А потом Гиллон стал добывать такое количество угля, что, когда в высоком забое покалечило хорошего углекопа, а уголь надо было в прежних количествах выдавать на-гора, Арчи Джапп и Уолтер Боун (как бы скептически ни относился к Гиллону первый и сколько бы в душе ни противился второй) вынуждены были перебросить туда Гиллона, а на его место поставили маленького парнишку, которому работать тут было куда сподручнее. Росту в этом мальчишке было всего пять футов.
– Сколько же тебе лет? – спросил Гиллон.
Мальчишка был очень польщен тем, что к нему обращается тот, кто так лихо отделал Энди Бегга.
– Четырнадцать, но я им сказал, что мне шестнадцать.
– Ты же слишком молод для такой работы.
– Оно конечно, только папаню моего повредило в шахте: придавило ему ногу сланцем, так что я теперь сам-старшой в доме.
«Неправильно это, разве это порядок», – подумал Гиллон, но все же перешел работать на высокие пласты. Уголь тут был отличный, твердый – Лохджелли-Сплинт; он большими сверкающими кусками отваливался от пласта, так что порой казалось – это струится черный каменный ручей. Жила здесь простиралась на пять футов в высоту, и за первую же неделю Гиллон почти утроил свою дневную добычу. А через месяц он уже выдавал не меньше угля, чем любой углекоп.

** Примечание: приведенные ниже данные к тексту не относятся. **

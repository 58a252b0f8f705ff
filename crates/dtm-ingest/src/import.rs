//! Row synthesis from imported records.
//!
//! Imports replace the whole table, so every record becomes a row:
//! - `id` is kept when present, otherwise generated
//! - `name`, `email`, `role` default to empty text, `age` to 0
//! - every other field is preserved under its column id when the header names
//!   an existing column (by id or label), or verbatim under the header text

use std::collections::{BTreeMap, BTreeSet};

use chrono::Utc;

use dtm_model::{AGE, CellValue, Column, EMAIL, ID, NAME, ROLE, Row, RowId};

use crate::codec::CsvTable;
use crate::error::{IngestError, Result};

/// Id assigned to a record that has none.
pub fn generated_row_id(timestamp_ms: i64, index: usize) -> String {
    format!("imported-{timestamp_ms}-{index}")
}

/// Convert parsed CSV into rows, generating ids from the current time.
pub fn rows_from_table(table: &CsvTable, columns: &[Column]) -> Result<Vec<Row>> {
    rows_from_table_at(table, columns, Utc::now().timestamp_millis())
}

/// Convert parsed CSV into rows, generating ids from `timestamp_ms`.
///
/// Fails on duplicate ids; the caller's table is never touched.
pub fn rows_from_table_at(
    table: &CsvTable,
    columns: &[Column],
    timestamp_ms: i64,
) -> Result<Vec<Row>> {
    let keys = resolve_headers(&table.headers, columns);
    let mut seen = BTreeSet::new();
    let mut rows = Vec::with_capacity(table.len());

    for index in 0..table.len() {
        let mut fields: BTreeMap<&str, &str> = BTreeMap::new();
        for (position, (_, value)) in table.fields(index).enumerate() {
            fields.insert(keys[position].as_str(), value);
        }

        let row_id = match fields.get(ID).and_then(|id| RowId::new(*id).ok()) {
            Some(id) => id,
            None => RowId::new(generated_row_id(timestamp_ms, index))?,
        };
        if !seen.insert(row_id.clone()) {
            return Err(IngestError::DuplicateId {
                id: row_id.to_string(),
            });
        }

        let text = |key: &str| fields.get(key).copied().unwrap_or_default();
        let age = CellValue::coerce_number(text(AGE));
        let age = if age.is_finite() { age } else { 0.0 };

        let mut row = Row::new(row_id, text(NAME), text(EMAIL), age, text(ROLE));
        for (key, value) in &fields {
            if matches!(*key, ID | NAME | EMAIL | AGE | ROLE) {
                continue;
            }
            row.set(key, CellValue::from(*value))?;
        }
        rows.push(row);
    }

    tracing::debug!(rows = rows.len(), "synthesized rows from csv");
    Ok(rows)
}

/// Map each header to the field key it is stored under.
///
/// Exact column id wins, then exact column label; anything else is kept as is.
fn resolve_headers(headers: &[String], columns: &[Column]) -> Vec<String> {
    headers
        .iter()
        .map(|header| {
            if header == ID || columns.iter().any(|column| &column.id == header) {
                return header.clone();
            }
            columns
                .iter()
                .find(|column| &column.label == header)
                .map_or_else(|| header.clone(), |column| column.id.clone())
        })
        .collect()
}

Больше всего Гиллону нравилось подниматься на поверхность. Он поистине наслаждался этим возвращением к жизни. По утрам он изучал небо, определяя, какой будет день, и потом всю смену в шахте представлял себе, как этот день шагает по земле. Выйдя из клети, поднимавшей их из глубины в три тысячи футов, он с неизменным радостным волнением смотрел на солнце, заливавшее землю, или на снег, накрывший ее, радовался даже и тогда, когда шел дождь и было холодно. И было у него такое чувство, точно это уже другой день, точно он урвал у жизни лишний кусок. И это примиряло его с шахтой.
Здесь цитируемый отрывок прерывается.